4. Building confidence via automation tests
Since platform teams work on independent libraries and modules, it is important to test changes, in an integrated fashion, before releasing. Hence, end-to-end automation tests become a very important aspect of platform building.
These automation tests – at the minimum – should cover positive test cases for the variations supported by the libraries, APIs, and modules that are released by the team. Different versions of these tests can exist. For example, you may have smoke tests running on every change made to team-owned components and regression tests running before the release of these components (libraries, APIs, and modules).
Deployed versions should always be immutable. To ensure that you’re shipping the most fine-tuned product, perform as many checks as possible before releasing the library – bug fixes can be applied at a later date if needed.
5. Release management
Usually, when we think about release management, the focus lies in deploying versions and providing high-level descriptions of changes. But, it’s equally important to maintain a detailed changelog or documentation which supports the release. Migration plans for any major changes should also go hand-in-hand with releases. When released versions include breaking changes, adding a migration plan detailing how to move from the current version to the new one should be included with other release documentation.
Ahead of the launch, it can help to add previews, gifs, sample videos, and pre-release code snippets over communication channels like Slack or email to build excitement. This is a big plus and can be used to give engineers a sneak peek of what’s coming. It’s also a great idea to have a roadmap publicly available so that consumers can submit feature requests (or upvote existing ones), check if a feature is prioritized, and when it’s scheduled to be released.
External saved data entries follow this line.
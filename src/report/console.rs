use crate::progress::progress_model::Verdict;
use crate::report::report_model::SuiteReport;

// ============================================================================
// Console reporter
// ============================================================================

/// Format a suite report for terminal output.
///
/// ```text
/// === Suite: Smoke ===
///
/// ✓ PASS   Login (4 actions)
/// ! FLAG   Search (3 actions)
///     Search field warning: keyboard did not dismiss
/// ✗ FAIL   Checkout (5 actions)
///     Pay failed screen check: Payment is not active
///
/// === Results: 1 passed, 1 flagged, 1 failed (3 total) ===
/// ```
pub fn format_console_report(report: &SuiteReport) -> String {
    let mut out = String::new();

    out.push_str(&format!("=== Suite: {} ===\n\n", report.suite_name));

    for result in &report.results {
        let marker = match result.verdict {
            Verdict::Passed => "\u{2713} PASS",
            Verdict::DeferredFailure(_) => "! FLAG",
            Verdict::Failed(_) => "\u{2717} FAIL",
        };

        out.push_str(&format!(
            "{}   {} ({} actions)\n",
            marker, result.scenario_name, result.actions
        ));

        for message in &result.messages {
            out.push_str(&format!("    {}\n", message));
        }
    }

    out.push_str(&format!(
        "\n=== Results: {} passed, {} flagged, {} failed ({} total)",
        report.passed, report.deferred, report.failed, report.total
    ));

    if let Some(ms) = report.duration_ms {
        out.push_str(&format!(" in {:.1}s", ms as f64 / 1000.0));
    }

    out.push_str(" ===\n");
    out
}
6. Establishing a strong support workflow
Providing support to stream-aligned teams is a crucial aspect of platform teams. It’s good practice to track support and sprint work separately, as support often takes the form of ad-hoc tasks and sprints require some more extensive planning. Keeping these two sectors separate could be achieved by having two “work in progress” boards, created and maintained independently of each other.
Tools like PagerDuty or ZenDuty should also be implemented. These on-call support systems can be really helpful when trying to triage problems or inquiries. Tools such as these should be integrated with alerts across all components since the instability of one component has a cascading impact on all teams using that specific version. Consider auto-route alarms for any issues that can only be detected in consuming services and pertain to the platform team in question.
7. Building metrics
Alerts and monitoring give a real-time overview of the health of the system. Building metrics to help the platform team check usage and analyze the performance of components over time is, therefore, a must. There are two types of metrics:
- Technical: these could be things like how many product teams are using the platform, how many are on the latest version, how many releases of the platform team components were done in a specific timeframe, the number of bug fixes that had to be done, etc.
- Business: if we take the example of identity management, these metrics could be the number of unique logins, failures, causes for failures, suspicious activities, etc., in a given duration.
Both these elements will enable the team to identify the health of the platform and highlight any issues.
Final thoughts
Like product teams, the overall adaptability and success of tools and features built by platform teams depend on the exposed interface, in-depth thoughtfulness, and the support system put in place. Implementing these seven steps will help you to create an effective platform team for your organization.